Aber die vierte Welle kommt und sie kommt mit Delta. Was das heißt kann man in Portugal und Großbritannien besichtigen: Die Welle geht noch schneller hoch und der Anteil angesteckter Kinder und Jugendlicher ist wesentlich höher. Die in England grassierende Verantwortungslosigkeit war vorgestern in Wembley zu besichtigen – nicht zufällig in einem von einem Rechtspopulisten geführten Land.
IV. Gerade Kinder werden von der Delta-Welle getroffen
Die Anzahl der Impfungen wird nicht ausreichen, um das Virus zu ersticken. Zudem können auch Geimpfte an Delta erkranken. Ganz sicher aber werden Kinder unter 12 Jahren erwischen, für die es keinen Impfstoff gibt. Und mit sehr großer Wahrscheinlichkeit auch für Jugendliche bis 18 Jahre.

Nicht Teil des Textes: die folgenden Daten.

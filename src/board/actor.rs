use std::collections::HashMap;
use std::sync::Arc;

use futures::future::join_all;
use tokio::sync::{mpsc, oneshot};
use tracing::{debug, info, instrument, trace};

use super::command::Command;
use super::errors::TransformError;
use super::handle::{BoardHandle, CardTransform};
use super::layout::BoardLayout;
use super::state::Board;
use super::types::Symbol;

const LOG_TARGET: &str = "board::actor";

/// Default `mpsc` buffer between a `BoardHandle` and its actor. Sized for a
/// handful of concurrently-issued calls; bounded so a runaway producer
/// backpressures instead of growing memory without limit.
pub const DEFAULT_CHANNEL_CAPACITY: usize = 256;

/// Sole owner of the live `Board`. Spawn with [`BoardActor::spawn`] to get a
/// running task plus a [`BoardHandle`] for talking to it; the task is the
/// board's single serial executor — every `Command` is handled to
/// completion (suspension points excepted) before the next is read off the
/// channel.
pub struct BoardActor {
    board: Board,
    receiver: mpsc::Receiver<Command>,
    self_sender: mpsc::Sender<Command>,
}

impl BoardActor {
    /// Builds a board from `layout`, spawns its actor task, and returns a
    /// handle to it. The task runs until every clone of the returned handle
    /// (and the actor's own internal sender) has been dropped.
    pub fn spawn(layout: BoardLayout) -> BoardHandle {
        Self::spawn_with_capacity(layout, DEFAULT_CHANNEL_CAPACITY)
    }

    pub fn spawn_with_capacity(layout: BoardLayout, capacity: usize) -> BoardHandle {
        let (sender, receiver) = mpsc::channel(capacity);
        let actor = BoardActor {
            board: Board::new(layout),
            receiver,
            self_sender: sender.clone(),
        };
        tokio::spawn(actor.run());
        BoardHandle::new(sender)
    }

    #[instrument(skip(self), level = "info", target = LOG_TARGET)]
    async fn run(mut self) {
        info!(target: LOG_TARGET, "board actor started");
        while let Some(command) = self.receiver.recv().await {
            self.handle_command(command);
        }
        info!(target: LOG_TARGET, "all handles dropped; board actor exiting");
    }

    fn handle_command(&mut self, command: Command) {
        match command {
            Command::Flip { player, pos, reply } => {
                trace!(target: LOG_TARGET, %player, ?pos, "flip");
                let mutated = self.board.flip(player, pos, reply);
                self.board.notify_if_mutated(mutated);
                self.board.check_invariants();
            }
            Command::Look { player, reply } => {
                let snapshot = self.board.look(&player);
                let _ = reply.send(snapshot);
            }
            Command::Watch { player, reply } => {
                self.board.register_listener(player, reply);
            }
            Command::Map { transform, reply } => {
                self.spawn_map(transform, reply);
            }
            Command::ApplyMapResult { result, reply } => match result {
                Ok(mapping) => {
                    debug!(target: LOG_TARGET, distinct = mapping.len(), "applying map result");
                    self.board.apply_map(&mapping);
                    self.board.check_invariants();
                    let _ = reply.send(Ok(()));
                }
                Err(err) => {
                    debug!(target: LOG_TARGET, %err, "map transform failed, board unchanged");
                    let _ = reply.send(Err(err));
                }
            },
        }
    }

    /// Reads the distinct values synchronously (no suspension), then hands
    /// the actual `transform` invocations to a supporting task so the actor
    /// keeps servicing `Flip`/`Look`/`Watch` while they're in flight.
    fn spawn_map(
        &mut self,
        transform: Arc<dyn CardTransform>,
        reply: oneshot::Sender<Result<(), TransformError>>,
    ) {
        let values = self.board.distinct_values();
        debug!(target: LOG_TARGET, distinct = values.len(), "map dispatched");
        let self_sender = self.self_sender.clone();
        tokio::spawn(async move {
            let result = resolve_transforms(values, transform).await;
            let _ = self_sender
                .send(Command::ApplyMapResult { result, reply })
                .await;
        });
    }
}

async fn resolve_transforms(
    values: Vec<Symbol>,
    transform: Arc<dyn CardTransform>,
) -> Result<HashMap<Symbol, Symbol>, TransformError> {
    let futures = values.into_iter().map(|value| {
        let transform = transform.clone();
        async move {
            let replacement = transform.transform(value.clone()).await?;
            Ok::<_, TransformError>((value, replacement))
        }
    });
    let mut mapping = HashMap::new();
    for outcome in join_all(futures).await {
        let (value, replacement) = outcome?;
        mapping.insert(value, replacement);
    }
    Ok(mapping)
}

Im Klartext: Gerade Kinder und Jugendliche, die täglich die Köpfe zusammenstecken müssen, werden ohne Impfschutz einem wesentlich aggressiverem Corona-Virus ausgesetzt. – Das Virus feiert diese idealen Bedingungen!
Man kann sich damit trösten. dass nach den bisherigen Erfahrungen, Kinder und Jugendliche nur milde Verläufe hätten. Wir riskieren aber nicht absehbare Spätfolgen einer Infektion. – Ich nenne das eine verantwortungslose Duchseuchungsstrategie.

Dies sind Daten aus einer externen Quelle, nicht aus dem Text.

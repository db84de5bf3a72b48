//! The Memory Scramble board: a concurrency-safe shared grid of cards.
//!
//! The live state (`state::Board`) is a plain synchronous struct with no
//! interior locking. Safety under concurrent callers comes from
//! [`actor::BoardActor`], a single task that owns the only `Board` value and
//! processes one [`command::Command`] at a time, serving as the board's
//! single serial executor. Callers never see the actor or the `Board`
//! directly; they hold a [`handle::BoardHandle`] instead.

mod actor;
mod cell;
mod command;
mod errors;
mod handle;
mod layout;
mod player;
mod state;
pub mod types;
mod waiter;

pub use actor::{BoardActor, DEFAULT_CHANNEL_CAPACITY};
pub use errors::{ActorError, FlipError, ParseError, TransformError};
pub use handle::{BoardHandle, CardTransform};
pub use layout::BoardLayout;
pub use types::{PlayerId, Position, Symbol};
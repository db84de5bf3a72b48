use super::errors::ParseError;
use super::types::Symbol;

/// A parsed, not-yet-live board: dimensions plus the row-major symbol list.
/// Built from the textual board-layout format:
///
/// ```text
/// <R>x<C>
/// <cell-symbol-1>
/// <cell-symbol-2>
/// ...
/// <cell-symbol-(R*C)>
/// ```
#[derive(Debug, Clone, PartialEq, Eq)]
pub struct BoardLayout {
    pub rows: usize,
    pub cols: usize,
    pub symbols: Vec<Symbol>,
}

impl BoardLayout {
    pub fn parse(text: &str) -> Result<Self, ParseError> {
        let mut lines = text.lines();
        let header = lines
            .next()
            .ok_or_else(|| ParseError::BadHeader { header: String::new() })?;
        let (rows, cols) = parse_header(header)?;

        let mut body: Vec<&str> = lines.collect();
        // A trailing newline in the source file leaves one or more blank
        // lines at the end of the iterator; those are an artifact of the
        // file, not a declared cell, so they're trimmed before counting.
        while body.last().map(|l| l.trim().is_empty()).unwrap_or(false) {
            body.pop();
        }

        let expected = rows * cols;
        if body.len() != expected {
            return Err(ParseError::WrongCellCount {
                expected,
                actual: body.len(),
            });
        }

        let mut symbols = Vec::with_capacity(expected);
        for (offset, line) in body.iter().enumerate() {
            if line.trim().is_empty() {
                return Err(ParseError::EmptyCellLine { line: offset + 2 });
            }
            symbols.push((*line).to_string());
        }

        Ok(BoardLayout {
            rows,
            cols,
            symbols,
        })
    }

    /// Build a layout directly from dimensions and a symbol list, skipping
    /// text parsing. Handy for tests and for the demo binary's scripted
    /// boards.
    pub fn from_symbols(rows: usize, cols: usize, symbols: Vec<Symbol>) -> Self {
        BoardLayout {
            rows,
            cols,
            symbols,
        }
    }
}

fn parse_header(header: &str) -> Result<(usize, usize), ParseError> {
    let bad_header = || ParseError::BadHeader {
        header: header.to_string(),
    };

    let (r, c) = header.trim().split_once('x').ok_or_else(bad_header)?;
    let rows: usize = r.trim().parse().map_err(|_| bad_header())?;
    let cols: usize = c.trim().parse().map_err(|_| bad_header())?;

    if rows == 0 || cols == 0 {
        return Err(ParseError::NonPositiveDimension { rows, cols });
    }

    Ok((rows, cols))
}

#[cfg(test)]
mod tests {
    use super::*;

    #[test]
    fn parses_a_well_formed_board() {
        let text = "2x2\n🦄\n🍭\n🍭\n🦄\n";
        let layout = BoardLayout::parse(text).unwrap();
        assert_eq!(layout.rows, 2);
        assert_eq!(layout.cols, 2);
        assert_eq!(layout.symbols, vec!["🦄", "🍭", "🍭", "🦄"]);
    }

    #[test]
    fn rejects_malformed_header() {
        assert!(matches!(
            BoardLayout::parse("not-a-header\na\n"),
            Err(ParseError::BadHeader { .. })
        ));
    }

    #[test]
    fn rejects_zero_dimension() {
        assert!(matches!(
            BoardLayout::parse("0x3\n"),
            Err(ParseError::NonPositiveDimension { rows: 0, cols: 3 })
        ));
    }

    #[test]
    fn rejects_wrong_cell_count() {
        let err = BoardLayout::parse("2x2\na\nb\nc\n").unwrap_err();
        assert_eq!(
            err,
            ParseError::WrongCellCount {
                expected: 4,
                actual: 3
            }
        );
    }

    #[test]
    fn rejects_blank_body_line() {
        let err = BoardLayout::parse("2x2\na\n\nc\nd\n").unwrap_err();
        assert_eq!(err, ParseError::EmptyCellLine { line: 3 });
    }
}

V. Bildungsanspruch, Präsenzpflicht und Gesundheitsschutz
Ich habe mich oft gefragt, woher dieser irrationale Widerstand gegen wirksame Schutzmaßnahmen in der Schule eigentlich kommt?

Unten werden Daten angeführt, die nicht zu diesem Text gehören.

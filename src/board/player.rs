use super::types::Position;

/// A player's in-progress turn: the at-most-two positions flipped so far and
/// whether they matched. Lazily created on first reference, never destroyed
/// during a session.
#[derive(Debug, Clone, Default)]
pub(crate) struct PlayerTurn {
    pub first: Option<Position>,
    pub second: Option<Position>,
    pub matched: bool,
}
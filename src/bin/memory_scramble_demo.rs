//! Non-HTTP demo binary that drives the board actor end-to-end, without a
//! web server in front of it. Loads a board layout, spawns a handful of
//! tasks playing scripted moves (contention and removal-wakes-all), and
//! prints `look` snapshots as the game progresses.

use std::path::PathBuf;
use std::time::Duration;

use anyhow::{Context, Result};
use clap::Parser;
use tracing::info;
use tracing_subscriber::{fmt, EnvFilter};

use memory_scramble::board::BoardActor;
use memory_scramble::config::{BoardArgs, BoardConfig};
use memory_scramble::BoardLayout;

const LOG_TARGET: &str = "bin::memory_scramble_demo";

/// A 3x3 board with one unpaired center card.
const SAMPLE_BOARD: &str = "3x3\n🦄\n🦄\n🍭\n🍭\n🐙\n🐙\n🦀\n🦀\n🎈\n";

#[tokio::main]
async fn main() -> Result<()> {
    load_dotenv();
    let args = BoardArgs::parse();
    init_tracing(args.json)?;
    let config = BoardConfig::from_args(args);

    let layout = load_layout(config.layout_path.as_ref())?;
    let handle = BoardActor::spawn_with_capacity(layout, config.channel_capacity);

    info!(target: LOG_TARGET, "alice takes the first pair");
    handle.flip("alice", 0, 0).await?;
    handle.flip("alice", 0, 1).await?;
    println!("{}\n", handle.look("alice").await?);

    info!(target: LOG_TARGET, "alice's third flip completes her match and becomes the card bob and charlie queue behind");
    // Rule 3's pre-step fires first, removing (0,0)/(0,1); this flip at
    // (1,0) then proceeds as the first card of alice's new turn (🍭), which
    // she holds until her next flip.
    handle.flip("alice", 1, 0).await?;

    let mut waiters = Vec::new();
    for player in ["bob", "charlie"] {
        let handle = handle.clone();
        waiters.push(tokio::spawn(async move { handle.flip(player, 1, 0).await }));
    }
    tokio::time::sleep(Duration::from_millis(10)).await;

    // alice's second flip is a mismatch (🍭 vs 🦀), so it relinquishes (1,0)
    // immediately and wakes bob, the head of the FIFO queue.
    handle.flip("alice", 2, 0).await?;
    waiters.remove(0).await??;
    println!("{}\n", handle.look("alice").await?);

    // bob now holds (1,0) as his own first card; his second flip mismatches
    // too (🍭 vs 🐙), relinquishing (1,0) again and waking charlie.
    handle.flip("bob", 1, 1).await?;
    waiters.remove(0).await??;
    println!("{}\n", handle.look("alice").await?);

    info!(target: LOG_TARGET, "renaming every unicorn to a cookie via map");
    handle
        .map(|value| async move {
            Ok(if value == "🎈" { "🍪".to_string() } else { value })
        })
        .await?;
    println!("{}", handle.look("alice").await?);

    Ok(())
}

fn load_dotenv() {
    let manifest_env = env!("CARGO_MANIFEST_DIR");
    let manifest_env_path = PathBuf::from(manifest_env).join(".env");
    dotenv::from_filename(manifest_env_path).ok();
    dotenv::dotenv().ok();
}

fn init_tracing(json: bool) -> Result<()> {
    let filter = EnvFilter::try_from_default_env().unwrap_or_else(|_| EnvFilter::new("info"));
    let builder = fmt::fmt().with_env_filter(filter).with_target(false);

    if json {
        builder.json().flatten_event(true).init();
    } else {
        builder.compact().init();
    }

    Ok(())
}

fn load_layout(path: Option<&PathBuf>) -> Result<BoardLayout> {
    let text = match path {
        Some(path) => std::fs::read_to_string(path)
            .with_context(|| format!("failed to read board layout at {}", path.display()))?,
        None => SAMPLE_BOARD.to_string(),
    };
    BoardLayout::parse(&text).context("failed to parse board layout")
}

Die Bildungscommunity verteidigt ihr Lieblingsvorurteil, nämlich dass allein Präsenzunterricht in der Schule gute Bildung vermitteln würde. Die Schulpräsenzpflicht ist zwar die traditionelle Form der Schulorganisation, aber erziehungswissenschaftlich und verfassungsrechtlich keineswegs zwingend.
Alle reden von einem „Bildungsanspruch“ der Kinder. Aber es gibt keine Bildungspflicht der Kinder durch Teilnahmezwang am Präsenzunterricht unter gesundheitsgefährdenden Bedingungen! Im Gegenteil: Dort wo die Gesundheitsgefahr beginnt, endet das Recht des Staates, eine Präsenzpflicht zwangsweise durchzusetzen.
Übrigens: aus verfassungsrechtlicher Sicht müssen zuerst alle technischen Möglichkeiten wie eben auch Luftfilter ausgeschöpft sein, bevor Grundrechtseingriffe wie etwa eine Maskenpflicht angeordnet werden können.
Stadtrat und Stadtverwaltung haben im Sommer 2020 vor der kommenden zweiten Welle versagt. Auch ich hatte das Grundvertrauen, dass die Gesundheitsbehörde und die Schulverwaltungen, dass der OB und die Fachbürgermeister alles unternehmen würden, um sich bestmöglichst auf die kommende Welle vorzubereiten.
Ich habe mich getäuscht und ich wurde getäuscht – aber ich habe auch nicht klar genug nachgehakt. Diesen Fehler will ich, wollen wir, heute nicht wiederholen!
Deshalb: Machen Sie der Stadtverwaltung und dem OB Druck, tun Sie alles, um die Kinder zu schützen, Stimmen Sie unserem Ergänzungsantrag zu!